FILL      PHB               ; save DBR from calling program (MVN overwrites DBR)
          LDX  #$00         ; DBR changed to $00
          PHX               ; put on stack
          PLB               ; move to DBR
          STA  $FA00        ; set first byte of source to our fill value
          REP  #$30         ; set 16 bit Acc and Index for MVN instruction
          LDA  #$03E6       ; Acc = 1 minus # bytes to move, this example moves 999 bytes
          LDX  #$FA00       ; source pointer
          LDY  #$FA01       ; destination pointer
          MVN  $00,$00      ; Move source to dest 
          SEP  #$30         ; restore 8 bit Acc and Index
          PLB               ; restore DBR 
          RTS               ; return

This is a simple block fill.

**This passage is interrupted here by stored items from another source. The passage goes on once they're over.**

//! Core of a decision procedure for feasibility of constraint systems derived
//! from feed-forward neural networks: a query model over real variables with
//! explicit bounds, a shared protocol for piecewise-linear and smooth
//! non-linear constraints, and a layer-graph reasoner that tightens variable
//! intervals with interval arithmetic and symbolic (affine) bounds.

pub mod config;
pub mod constraints;
pub mod errors;
pub mod nlr;
pub mod query;
pub mod sparse;
pub mod types;
pub mod vnnlib;

pub use config::{BoundTighteningMode, Config, SoftmaxBounds};
pub use errors::{VfError, VfResult};
pub use query::{Equation, EquationKind, LinearExpression, Query};
pub use types::{BoundKind, NeuronIndex, Tightening, Variable};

You can modify the code above to allow more flexibility, such as having different source and destinations upper address bytes as well as being able to pass all required addresses via the stack. In order to allow upper address block flexibility, you will need this routine in RAM so you can use self-modifying code to change the MVN parameters.

I'll provide an example soon.

Formulas and macros

It's convenient to let the assembler calculate the correct register values. LDA through MVN of the example above could then be written as:

STARTADR =   $FA00
ENDADR   =   $FDE7
BANK     =   $00

         LDX #STARTADR
         LDY #STARTADR+1
         LDA #ENDADR-STARTADR-1
         MVN BANK,BANK

Or ENDADR = STARTADR+999 can be used instead. This (along with a PHB preceding the MVN and a PLB following the MVN) makes a great macro. Also, the LDY can be replaced with TXY and INY (one fewer byte, but one more cycle).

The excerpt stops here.